Wednesday, June 24, 2009
I was listening to a story on NPR this morning about the financial crisis in California. Their state budget gap is $24 billion and as usual, kids and the truly needy among us will be the hardest hit. In these situations, the government ends up making decisions that are pennywise and pound foolish.
For example, California is considering closing its poison control center for a savings of $6 million. The center gets over 2,000 calls per day, mostly from parents, concerned about something their child just ingested. Most calls end with simple wait and see or do it-yourself advice. Without this service, ALL of these parents will likely end up in an emergency room somewhere at a HUGE cost to parents and society. The government saves $1 on one side of the equation and the citizens will spend $20 on the other.
In the midst of this fiscal crisis, what really irks me is the 10,000Lb gorilla that no one ever discusses: Our insane military budget. We spend over $1 trillion per year on “defense”. Global military spending hit a record high in 2008, led by the US. Our annual military spending is roughly equal to the rest of the world combined, while the US and its close allies account for 2/3 of global military spending. No wonder we don’t have money for anything else.

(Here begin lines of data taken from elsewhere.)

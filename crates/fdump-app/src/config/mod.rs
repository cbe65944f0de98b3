//! Configuration file parsing for flutter-dump
//!
//! Supports `.fdump/config.toml` in the project directory.

pub mod settings;
pub mod types;

pub use settings::{init_config_dir, load_settings};
pub use types::*;
//! Inspector pipeline: summary tree, per-node details, merged design document.

use chrono::Local;
use serde_json::json;

use fdump_core::prelude::*;
use fdump_core::DiagnosticsNode;
use fdump_daemon::vm_service::{get_root_widget_summary_tree, get_selected_widget, set_selection_by_id};

use crate::artifacts::{files, DumpDir};
use crate::config::Settings;
use crate::crawl::{discover_and_fetch, CrawlOptions, CrawlReport};
use crate::poller::wait_for_ready;
use crate::session::Session;

/// Touch the inspector selection so its object group bookkeeping exists.
/// Failures are expected on some Flutter versions and ignored.
async fn prime_inspector(session: &Session, object_group: &str) {
    let isolate_id = session.isolate_id();
    if let Err(e) = set_selection_by_id(session, isolate_id, object_group).await {
        debug!("setSelectionById(0) failed (ignored): {}", e);
    }
    if let Err(e) = get_selected_widget(session, isolate_id, object_group).await {
        debug!("getSelectedWidget failed (ignored): {}", e);
    }
}

/// Fetch the summary tree once the app is ready and crawl every node.
///
/// `summary_tree.json` is written before discovery starts, and both per-id
/// maps are written even when the crawl was interrupted; the interruption is
/// returned as the error afterwards.
pub async fn fetch_tree_and_details(
    session: &Session,
    settings: &Settings,
    dir: &mut DumpDir,
) -> Result<(DiagnosticsNode, CrawlReport)> {
    let inspector = &settings.inspector;
    let isolate_id = session.isolate_id();

    prime_inspector(session, &inspector.object_group).await;
    tokio::time::sleep(inspector.settle_delay()).await;

    let tree = wait_for_ready(
        || get_root_widget_summary_tree(session, isolate_id, &inspector.object_group),
        inspector.ready_max_attempts,
        inspector.ready_interval(),
    )
    .await?;
    dir.write_json(files::SUMMARY_TREE, &tree)?;

    let options = CrawlOptions {
        object_group: inspector.object_group.clone(),
        node_delay: inspector.node_delay(),
    };
    let mut report = discover_and_fetch(session, isolate_id, &tree, &options).await;

    dir.write_json(files::LAYOUT_BY_ID, &report.layout_by_id)?;
    dir.write_json(files::DETAILS_BY_ID, &report.details_by_id)?;

    if let Some(e) = report.interrupted.take() {
        return Err(e);
    }
    Ok((tree, report))
}

/// Run the inspector dump. Returns the number of crawled nodes.
pub async fn run(session: &Session, settings: &Settings, dir: &mut DumpDir) -> Result<usize> {
    let (tree, report) = fetch_tree_and_details(session, settings, dir).await?;

    let missing = report.missing_ids();
    if !missing.is_empty() {
        warn!("{} node(s) have incomplete details", missing.len());
    }

    let document = json!({
        "generatedAt": Local::now().to_rfc3339(),
        "isolateId": session.isolate_id(),
        "nodeCount": report.node_ids.len(),
        "summaryTree": tree,
        "layoutById": report.layout_by_id,
        "detailsById": report.details_by_id,
    });
    dir.write_json(files::FULL_DESIGN, &document)?;

    Ok(report.node_ids.len())
}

One of my saddest days as an adult was at a tax update class for CPAs back in the 80s. It was sad because at the time, I didn’t have the guts to speak up. I was young and there were 40-50 other CPAs in the class. The instructor was giving an update about the fiscal situation in Washington DC and said something to the effect that there was no funding available for any domestic needs because the government was broke. I remember thinking how dishonest all of us were accepting this pathetic nonsense. All of were financial experts. The government had plenty of money but was spending half of all our funds on weapons and war. The same is true today.
It is time for us to speak up about this awful waste. No one disputes the need for a strong defense but we could do that with ½ the budget freeing up $500 billion annually for domestic services. Maybe a little of that can keep California’s poison control center open.